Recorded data
[Start of Attachment]

//! Directorio API server.
//!
//! Serves the persona/direccion directory on port 8000 by default.
//!
//! # Storage
//!
//! With `DIRECTORIO_DATABASE_URL` (or `DATABASE_URL`) set, data lives in
//! `PostgreSQL`. Without it the server falls back to an in-memory store that
//! is lost on exit.

#![cfg_attr(not(test), forbid(unsafe_code))]

use secrecy::ExposeSecret;
use sentry::integrations::tracing as sentry_tracing;
use tracing_subscriber::{Layer, layer::SubscriberExt, util::SubscriberInitExt};

use directorio_api::config::DirectorioConfig;
use directorio_api::db::{self, MemoryStore, Store};
use directorio_api::services::auth::AuthService;
use directorio_api::state::AppState;

/// Initialize Sentry error tracking and return guard that must be kept alive.
fn init_sentry(config: &DirectorioConfig) -> Option<sentry::ClientInitGuard> {
    let dsn = config.sentry_dsn.as_ref()?;

    let guard = sentry::init((
        dsn.as_str(),
        sentry::ClientOptions {
            release: sentry::release_name!(),
            environment: config
                .sentry_environment
                .clone()
                .map(std::borrow::Cow::Owned),
            attach_stacktrace: true,
            ..Default::default()
        },
    ));

    tracing::info!("Sentry initialized");
    Some(guard)
}

/// Filter tracing events to Sentry event types.
fn sentry_event_filter(metadata: &tracing::Metadata<'_>) -> sentry_tracing::EventFilter {
    match *metadata.level() {
        tracing::Level::ERROR | tracing::Level::WARN => sentry_tracing::EventFilter::Event,
        tracing::Level::INFO | tracing::Level::DEBUG => sentry_tracing::EventFilter::Breadcrumb,
        _ => sentry_tracing::EventFilter::Ignore,
    }
}

fn init_tracing(config: &DirectorioConfig) {
    // Defaults to info level for our crate if RUST_LOG is not set
    let env_filter = tracing_subscriber::EnvFilter::try_from_default_env()
        .unwrap_or_else(|_| "directorio_api=info,tower_http=debug".into());

    let fmt_layer = if config.log_json {
        tracing_subscriber::fmt::layer().json().boxed()
    } else {
        tracing_subscriber::fmt::layer().boxed()
    };

    tracing_subscriber::registry()
        .with(env_filter)
        .with(fmt_layer)
        .with(sentry_tracing::layer().event_filter(sentry_event_filter))
        .init();
}

async fn open_store(config: &DirectorioConfig) -> Store {
    match &config.database_url {
        Some(url) => {
            let pool = db::create_pool(url)
                .await
                .expect("Failed to create database pool");
            tracing::info!("Database pool created");
            // Migrations are run explicitly: `directorio migrate`
            Store::Postgres(pool)
        }
        None => {
            tracing::warn!("No database URL configured, using in-memory store");
            Store::Memory(MemoryStore::new())
        }
    }
}

#[tokio::main]
async fn main() {
    // Load configuration from environment (needed for Sentry init)
    let config = DirectorioConfig::from_env().expect("Failed to load configuration");

    // Initialize Sentry (must be done before tracing subscriber)
    let _sentry_guard = init_sentry(&config);
    init_tracing(&config);

    let store = open_store(&config).await;

    if let Some(bootstrap) = &config.bootstrap_user {
        let mut conn = store.acquire().await.expect("Failed to acquire store");
        let user = AuthService::new(&mut conn)
            .ensure_user(&bootstrap.username, bootstrap.password.expose_secret())
            .await
            .expect("Failed to create bootstrap user");
        tracing::info!(user_id = %user.id, username = %user.username, "bootstrap user ready");
    }

    let addr = config.socket_addr();
    let state = AppState::new(config, store);

    let listener = tokio::net::TcpListener::bind(addr)
        .await
        .expect("Failed to bind to address");
    tracing::info!("directorio-api listening on {}", addr);

    directorio_api::serve(listener, state, shutdown_signal())
        .await
        .expect("Server error");
}

/// Wait for shutdown signal (Ctrl+C or SIGTERM).
async fn shutdown_signal() {
    let ctrl_c = async {
        tokio::signal::ctrl_c()
            .await
            .expect("Failed to install Ctrl+C handler");
    };

    #[cfg(unix)]
    let terminate = async {
        tokio::signal::unix::signal(tokio::signal::unix::SignalKind::terminate())
            .expect("Failed to install signal handler")
            .recv()
            .await;
    };

    #[cfg(not(unix))]
    let terminate = std::future::pending::<()>();

    tokio::select! {
        () = ctrl_c => {},
        () = terminate => {},
    }

    tracing::info!("Shutdown signal received, starting graceful shutdown");
}
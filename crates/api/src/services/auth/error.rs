//! Authentication error types.

use thiserror::Error;

use super::token::TokenError;
use crate::db::RepositoryError;
use crate::models::ValidationError;

/// Errors that can occur during authentication operations.
#[derive(Debug, Error)]
pub enum AuthError {
    /// Bearer token missing, malformed, expired, or naming an unknown user.
    #[error("could not validate credentials")]
    CredentialsInvalid,

    /// Wrong username or password at login.
    #[error("incorrect username or password")]
    IncorrectLogin,

    /// Registration input failed validation.
    #[error("invalid input: {0}")]
    Validation(#[from] ValidationError),

    /// User already exists.
    #[error("user already exists")]
    UserAlreadyExists,

    /// Password hashing error.
    #[error("password hashing error")]
    PasswordHash,

    /// Token could not be issued.
    #[error("token error: {0}")]
    Token(#[from] TokenError),

    /// Repository/database error.
    #[error("database error: {0}")]
    Repository(#[from] RepositoryError),
}
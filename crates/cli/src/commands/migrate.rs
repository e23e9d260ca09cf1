//! Database migration command.
//!
//! # Usage
//!
//! ```bash
//! directorio migrate
//! ```
//!
//! # Environment Variables
//!
//! - `DIRECTORIO_DATABASE_URL` (or `DATABASE_URL`) - `PostgreSQL` connection string
//!
//! Migrations live in `crates/api/migrations/` and are embedded at build time.

use directorio_api::db;

use super::{CommandError, database_url};

/// Apply pending migrations.
pub async fn run() -> Result<(), CommandError> {
    let database_url = database_url()?;

    tracing::info!("Connecting to database...");
    let pool = db::create_pool(&database_url).await?;

    tracing::info!("Running migrations...");
    db::run_migrations(&pool).await?;

    tracing::info!("Migrations complete!");
    Ok(())
}
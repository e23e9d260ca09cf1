//! In-process store used when no database is configured.
//!
//! Mirrors the `PostgreSQL` schema: serial ids starting at 1, a unique
//! username, a unique email when present, and a foreign key from
//! `persona.direccion_id` to `direccion.id`.

use std::collections::BTreeMap;
use std::sync::Arc;

use tokio::sync::{Mutex, MutexGuard};

use directorio_core::{DireccionId, PerfilId, PersonaId, UserId};

use crate::models::{Direccion, User};

/// Persona row as stored; the address is joined on read.
#[derive(Debug, Clone)]
pub(crate) struct PersonaRow {
    pub id: PersonaId,
    pub nombre: String,
    pub apellido: String,
    pub direccion_id: Option<DireccionId>,
    pub perfil_id: Option<PerfilId>,
}

#[derive(Debug, Default)]
pub(crate) struct Tables {
    pub direcciones: BTreeMap<DireccionId, Direccion>,
    pub personas: BTreeMap<PersonaId, PersonaRow>,
    pub users: BTreeMap<UserId, User>,
    last_direccion: i32,
    last_persona: i32,
    last_user: i32,
}

impl Tables {
    pub(crate) const fn next_direccion_id(&mut self) -> DireccionId {
        self.last_direccion += 1;
        DireccionId::new(self.last_direccion)
    }

    pub(crate) const fn next_persona_id(&mut self) -> PersonaId {
        self.last_persona += 1;
        PersonaId::new(self.last_persona)
    }

    pub(crate) const fn next_user_id(&mut self) -> UserId {
        self.last_user += 1;
        UserId::new(self.last_user)
    }
}

/// Shared in-memory tables behind an async mutex.
#[derive(Clone, Debug, Default)]
pub struct MemoryStore {
    tables: Arc<Mutex<Tables>>,
}

impl MemoryStore {
    #[must_use]
    pub fn new() -> Self {
        Self::default()
    }

    pub(crate) async fn lock(&self) -> MutexGuard<'_, Tables> {
        self.tables.lock().await
    }
}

[End of Attachment]

→ AIM OF THE TASK:
The required answer is the run of lines above, starting at the line with "1, a unique" and ending at the line with "Self::default()", reproduced exactly with both ends.

→ TASK RESPONSE:
//! Mirrors the `PostgreSQL` schema: serial ids starting at 1, a unique
//! username, a unique email when present, and a foreign key from
//! `persona.direccion_id` to `direccion.id`.

use std::collections::BTreeMap;
use std::sync::Arc;

use tokio::sync::{Mutex, MutexGuard};

use directorio_core::{DireccionId, PerfilId, PersonaId, UserId};

use crate::models::{Direccion, User};

/// Persona row as stored; the address is joined on read.
#[derive(Debug, Clone)]
pub(crate) struct PersonaRow {
    pub id: PersonaId,
    pub nombre: String,
    pub apellido: String,
    pub direccion_id: Option<DireccionId>,
    pub perfil_id: Option<PerfilId>,
}

#[derive(Debug, Default)]
pub(crate) struct Tables {
    pub direcciones: BTreeMap<DireccionId, Direccion>,
    pub personas: BTreeMap<PersonaId, PersonaRow>,
    pub users: BTreeMap<UserId, User>,
    last_direccion: i32,
    last_persona: i32,
    last_user: i32,
}

impl Tables {
    pub(crate) const fn next_direccion_id(&mut self) -> DireccionId {
        self.last_direccion += 1;
        DireccionId::new(self.last_direccion)
    }

    pub(crate) const fn next_persona_id(&mut self) -> PersonaId {
        self.last_persona += 1;
        PersonaId::new(self.last_persona)
    }

    pub(crate) const fn next_user_id(&mut self) -> UserId {
        self.last_user += 1;
        UserId::new(self.last_user)
    }
}

/// Shared in-memory tables behind an async mutex.
#[derive(Clone, Debug, Default)]
pub struct MemoryStore {
    tables: Arc<Mutex<Tables>>,
}

impl MemoryStore {
    #[must_use]
    pub fn new() -> Self {
        Self::default()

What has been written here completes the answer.